Solutions That Help All Businesses

  1. Pass legislation to automatically sunset underperforming tax credit programs. Pennsylvania has 12 programs that fall into this category of corporate welfare and cost over $245 million a year.Fortunately, the passage of Act 48 in 2017 mandates that the IFO conduct evaluations of existing tax credit programs. In its first year, the IFO reviewed the New Jobs Tax Credit and the Film Production Tax Credit. Following the review of the New Jobs Tax Credit, the program was eliminated. 

    Legislators should continue to use the evaluations from the IFO in order to make smart decisions about budgeting. Last year’s evaluations included the Research and Development Tax Credit, the Keystone Innovation Zone Tax Credit, and the Mobile Telecommunications Broadband Investment Tax Credit. By IFO estimates, these programs wasted $60 million last year.

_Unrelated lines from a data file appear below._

use std::collections::{BTreeSet, HashMap};
use std::ops::Deref;

use enclave_names::{well_known, TypeName};
use thiserror::Error;

use crate::descriptor::ClassDescriptor;
use crate::node::Node;
use crate::verify::{verify, VerificationResult};

/// Which of the two fixed hierarchy shapes was selected at construction.
#[derive(Debug, Clone, Copy, PartialEq, Eq)]
pub enum Shape {
    /// A single root node for the universal base type; used while examining
    /// the input program in its original namespace.
    PreRename,
    /// The nine-node shadow backbone; used for the rewritten program.
    PostRename,
}

/// Structural-input errors raised during [`Hierarchy::add`].
///
/// All of these are fatal to the current build: the hierarchy must not be
/// used further once `add` has failed.
#[derive(Debug, Clone, PartialEq, Eq, Error)]
pub enum HierarchyError {
    #[error("class {0} was added twice")]
    DuplicateClass(TypeName),
    #[error("class {0} subclasses the universal base type directly; post-rename classes must descend from the shadow backbone")]
    IllegalObjectSubclass(TypeName),
    #[error("descriptor for {0} names no supertype")]
    MissingSupertypes(TypeName),
    #[error("descriptor for {0} names both a superclass and interfaces")]
    ConflictingSupertypes(TypeName),
    #[error("descriptor for {name} (pre_rename = {pre_rename}) does not belong to the {shape:?} hierarchy")]
    NamespaceMismatch {
        name: TypeName,
        pre_rename: bool,
        shape: Shape,
    },
}

/// An incrementally-built, multi-rooted class/interface graph keyed by
/// fully-qualified type name.
///
/// Descriptors may be added in any order: a supertype referenced before its
/// own descriptor arrives is held as a ghost node and promoted later. The
/// intended lifecycle is build once ([`add`](Self::add) repeatedly), verify
/// once ([`verified`](Self::verified)), then query any number of times,
/// sequentially.
#[derive(Debug, Clone)]
pub struct Hierarchy {
    shape: Shape,
    root: TypeName,
    nodes: HashMap<TypeName, Node>,
}

impl Hierarchy {
    /// The pre-rename shape: just the universal base type.
    pub fn pre_rename() -> Self {
        let root = well_known::object().clone();
        let mut nodes = HashMap::new();
        nodes.insert(
            root.clone(),
            Node::real(ClassDescriptor {
                name: root.clone(),
                superclass: None,
                interfaces: Vec::new(),
                is_interface: false,
                is_final: false,
                is_pre_rename: true,
            }),
        );
        tracing::debug!(shape = ?Shape::PreRename, "built hierarchy backbone");
        Self {
            shape: Shape::PreRename,
            root,
            nodes,
        }
    }

    /// The post-rename shape: the shadow backbone present in every rewritten
    /// program regardless of its content.
    ///
    /// Wiring: universal root -> root interface -> shadow base class; the
    /// shadow Comparable/Serializable interfaces under the root interface;
    /// shadow Enum under the shadow base class and both interfaces; the
    /// shadow Throwable/Exception/RuntimeException chain under the shadow
    /// base class.
    pub fn post_rename() -> Self {
        let root = well_known::object().clone();
        let mut this = Self {
            shape: Shape::PostRename,
            root: root.clone(),
            nodes: HashMap::new(),
        };

        this.insert_builtin(root.clone(), false, &[]);
        this.insert_builtin(well_known::root_interface().clone(), true, &[&root]);
        this.insert_builtin(
            well_known::shadow_object().clone(),
            false,
            &[well_known::root_interface()],
        );
        this.insert_builtin(
            well_known::shadow_comparable().clone(),
            true,
            &[well_known::root_interface()],
        );
        this.insert_builtin(
            well_known::shadow_serializable().clone(),
            true,
            &[well_known::root_interface()],
        );
        this.insert_builtin(
            well_known::shadow_enum().clone(),
            false,
            &[
                well_known::shadow_object(),
                well_known::shadow_comparable(),
                well_known::shadow_serializable(),
            ],
        );
        this.insert_builtin(
            well_known::shadow_throwable().clone(),
            false,
            &[well_known::shadow_object()],
        );
        this.insert_builtin(
            well_known::shadow_exception().clone(),
            false,
            &[well_known::shadow_throwable()],
        );
        this.insert_builtin(
            well_known::shadow_runtime_exception().clone(),
            false,
            &[well_known::shadow_exception()],
        );

        tracing::debug!(shape = ?Shape::PostRename, nodes = this.nodes.len(), "built hierarchy backbone");
        this
    }

    // Backbone nodes bypass `add`: their edges are fixed and deliberately
    // include shapes `add` would reject, like the root interface sitting
    // directly under the universal base type.
    fn insert_builtin(&mut self, name: TypeName, is_interface: bool, parents: &[&TypeName]) {
        let (interfaces, concrete): (Vec<&TypeName>, Vec<&TypeName>) = parents
            .iter()
            .copied()
            .partition(|&parent| self.is_interface(parent));
        let descriptor = ClassDescriptor {
            name: name.clone(),
            superclass: concrete.first().map(|parent| (*parent).clone()),
            interfaces: interfaces.iter().map(|parent| (*parent).clone()).collect(),
            is_interface,
            is_final: false,
            is_pre_rename: false,
        };
        self.nodes.insert(name.clone(), Node::real(descriptor));
        for parent in parents {
            self.wire_edge(parent, &name);
        }
    }

    fn wire_edge(&mut self, parent: &TypeName, child: &TypeName) {
        self.nodes
            .get_mut(parent)
            .unwrap_or_else(|| panic!("edge references unregistered node {parent}"))
            .add_child(child.clone());
        self.nodes
            .get_mut(child)
            .unwrap_or_else(|| panic!("edge references unregistered node {child}"))
            .add_parent(parent.clone());
    }

    /// Insert `descriptor` as a real node.
    ///
    /// Supertypes not yet seen are registered as ghosts; a ghost already
    /// registered under `descriptor.name` is promoted, inheriting every child
    /// edge it held. Re-adding one of the pre-populated shadow backbone types
    /// (Enum, Comparable, Serializable, Throwable, Exception,
    /// RuntimeException) is a no-op.
    pub fn add(&mut self, descriptor: ClassDescriptor) -> crate::Result<()> {
        if descriptor.is_pre_rename != (self.shape == Shape::PreRename) {
            return Err(HierarchyError::NamespaceMismatch {
                name: descriptor.name,
                pre_rename: descriptor.is_pre_rename,
                shape: self.shape,
            });
        }

        if self.shape == Shape::PostRename && well_known::is_readd_tolerated(&descriptor.name) {
            tracing::debug!(name = %descriptor.name, "ignoring re-add of backbone type");
            return Ok(());
        }

        let has_superclass = descriptor.superclass.is_some();
        let has_interfaces = !descriptor.interfaces.is_empty();
        match (has_superclass, has_interfaces) {
            (false, false) => return Err(HierarchyError::MissingSupertypes(descriptor.name)),
            (true, true) => return Err(HierarchyError::ConflictingSupertypes(descriptor.name)),
            _ => {}
        }

        if self.shape == Shape::PostRename
            && descriptor
                .named_supertypes()
                .any(|super_name| super_name == well_known::object())
        {
            return Err(HierarchyError::IllegalObjectSubclass(descriptor.name));
        }

        match self.nodes.get_mut(&descriptor.name) {
            Some(existing) if existing.is_ghost() => {
                // Promotion: the real node inherits the ghost's child edges.
                // The children's parent edges are by name and stay valid.
                let inherited = existing.take_children();
                tracing::debug!(
                    name = %descriptor.name,
                    inherited_children = inherited.len(),
                    "promoting ghost to real node"
                );
                *existing = Node::real(descriptor.clone());
                for child in inherited {
                    existing.add_child(child);
                }
            }
            Some(_) => return Err(HierarchyError::DuplicateClass(descriptor.name)),
            None => {
                self.nodes
                    .insert(descriptor.name.clone(), Node::real(descriptor.clone()));
            }
        }

        for super_name in descriptor.named_supertypes() {
            if !self.nodes.contains_key(super_name) {
                tracing::trace!(name = %super_name, "registering ghost for forward reference");
                self.nodes
                    .insert(super_name.clone(), Node::ghost(super_name.clone()));
            }
            self.wire_edge(super_name, &descriptor.name);
        }

        Ok(())
    }

    /// Add every descriptor in `descriptors`, stopping at the first error.
    pub fn add_all<I>(&mut self, descriptors: I) -> crate::Result<()>
    where
        I: IntoIterator<Item = ClassDescriptor>,
    {
        for descriptor in descriptors {
            self.add(descriptor)?;
        }
        Ok(())
    }

    /// Check the structural invariants and seal the hierarchy for querying.
    ///
    /// Only a verified hierarchy may be queried; the returned wrapper is the
    /// proof. The error value is never [`VerificationResult::Success`].
    pub fn verified(self) -> std::result::Result<VerifiedHierarchy, VerificationResult> {
        match verify(&self) {
            VerificationResult::Success => Ok(VerifiedHierarchy(self)),
            failure => Err(failure),
        }
    }

    pub fn shape(&self) -> Shape {
        self.shape
    }

    pub fn root(&self) -> &TypeName {
        &self.root
    }

    pub fn contains(&self, name: &TypeName) -> bool {
        self.nodes.contains_key(name)
    }

    pub fn node_count(&self) -> usize {
        self.nodes.len()
    }

    pub fn node(&self, name: &TypeName) -> Option<&Node> {
        self.nodes.get(name)
    }

    pub fn descriptor(&self, name: &TypeName) -> Option<&ClassDescriptor> {
        self.nodes.get(name).and_then(Node::descriptor)
    }

    pub fn is_interface(&self, name: &TypeName) -> bool {
        self.nodes.get(name).is_some_and(Node::is_interface)
    }

    pub fn parents_of(&self, name: &TypeName) -> Option<&BTreeSet<TypeName>> {
        self.nodes.get(name).map(Node::parents)
    }

    pub fn children_of(&self, name: &TypeName) -> Option<&BTreeSet<TypeName>> {
        self.nodes.get(name).map(Node::children)
    }

    /// All registered names, ghosts included, in unspecified order.
    pub fn names(&self) -> impl Iterator<Item = &TypeName> {
        self.nodes.keys()
    }
}

/// A hierarchy that has passed verification and is sealed against mutation.
///
/// Queries ([`crate::AncestorQuery`], [`crate::unify`]) accept only this
/// wrapper, which makes "only a verified hierarchy may be queried" a
/// compile-time property rather than a usage convention.
#[derive(Debug, Clone)]
pub struct VerifiedHierarchy(Hierarchy);

impl VerifiedHierarchy {
    pub fn into_inner(self) -> Hierarchy {
        self.0
    }
}

impl Deref for VerifiedHierarchy {
    type Target = Hierarchy;

    fn deref(&self) -> &Hierarchy {
        &self.0
    }
}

Passing legislation to automatically sunset underperforming programs with less than a dollar-for-dollar return will reduce wasteful spending. 

  2. Eliminate corporate welfare entirely and use the savings to dramatically reduce the corporate net income tax (CNIT) for all businesses. Pennsylvania’s CNIT5 is third highest in the nation at 9.99%. Instead of picking favorites through targeted handouts, reducing this tax would benefit all Pennsylvanians by increasing investment and spurring economic growth. If the state eliminated all corporate welfare, we could save $958 million per year, which is enough to reduce the CNIT by more than two percentage points,bringing the 9.99% rate down to 7.22% while remaining revenue neutral.
  3. Reduce corporate welfare and use the money to reduce the CNIT for all businesses. Alternatively, by redirecting the resources used in industry-specific handouts and economic zones, Pennsylvania can cut the CNIT by over a full percentage point. Combined with sunsetting tax credits, Pennsylvania could reduce its CNIT considerably and save up to $245 million. Remaining programs would include but are not limited to marketing, regional partnerships, and improvement incentives. 

 

 

Chart: Potential Reducation of CNIT

Conclusion

To effectively promote economic growth and job creation, policymakers need to stop investing tax dollars in failed programs and start enacting policies that benefit a wide range of job creators, like reducing the CNIT. In just two years, IFO reports have identified $120 million7 that the state wasted on underperforming tax credits each year.Spending on failed programs is not only wasteful, it is wrong for the government to pick economic winners and losers. By implementing these changes, Pennsylvania can give all businesses a needed hand up. 


1. Not all tax credits are considered corporate welfare. The largest tax credit program is the Educational Tax Credits, which amounts to $240 million this year and encompasses the Educational Improvement Tax Credit (EITC) and the Opportunity Scholarship Tax Credit (OSTC). These programs don’t qualify as corporate welfare because they are directed toward public education and are not designed to support a specific industry or to create jobs. Additionally, these programs saved school districts $3 billion from 2002–2017.

2. These zones don’t encompass the entirety of the county and are in smaller targeted areas. 

3. Includes Agriculture Excellence, Council on the Arts, Grants to the Arts, and the Pennsylvania Race Horse Development Fund. Tax credits for brewers and beginning farmers are excluded since they are included in the tax credit spending numbers. 

4. This excludes two tax credit programs that are part of the Economic Zone calculations as well as non-corporate welfare credits. 

5. Increases in the corporate tax rate are linked to business closures, and reductions are linked to business increases.

6. Based on pre-COVID-19 revenue estimates from June 2019. Pre-COVID-19 numbers were used so as to not distort the likely impact of this policy. 

7. This calculation is based on spending projections from the Governor’s Executive Budget, 2020-21, and the return on investment estimates from the IFO reports.

8. Includes the Film Production Tax Credit, Research & Development Tax Credit, Keystone Innovation Zone Tax Credit, and the Mobile Telecommunications Broadband Investment Tax Credit. It excludes the New Jobs Tax Credits which was defunded following the report.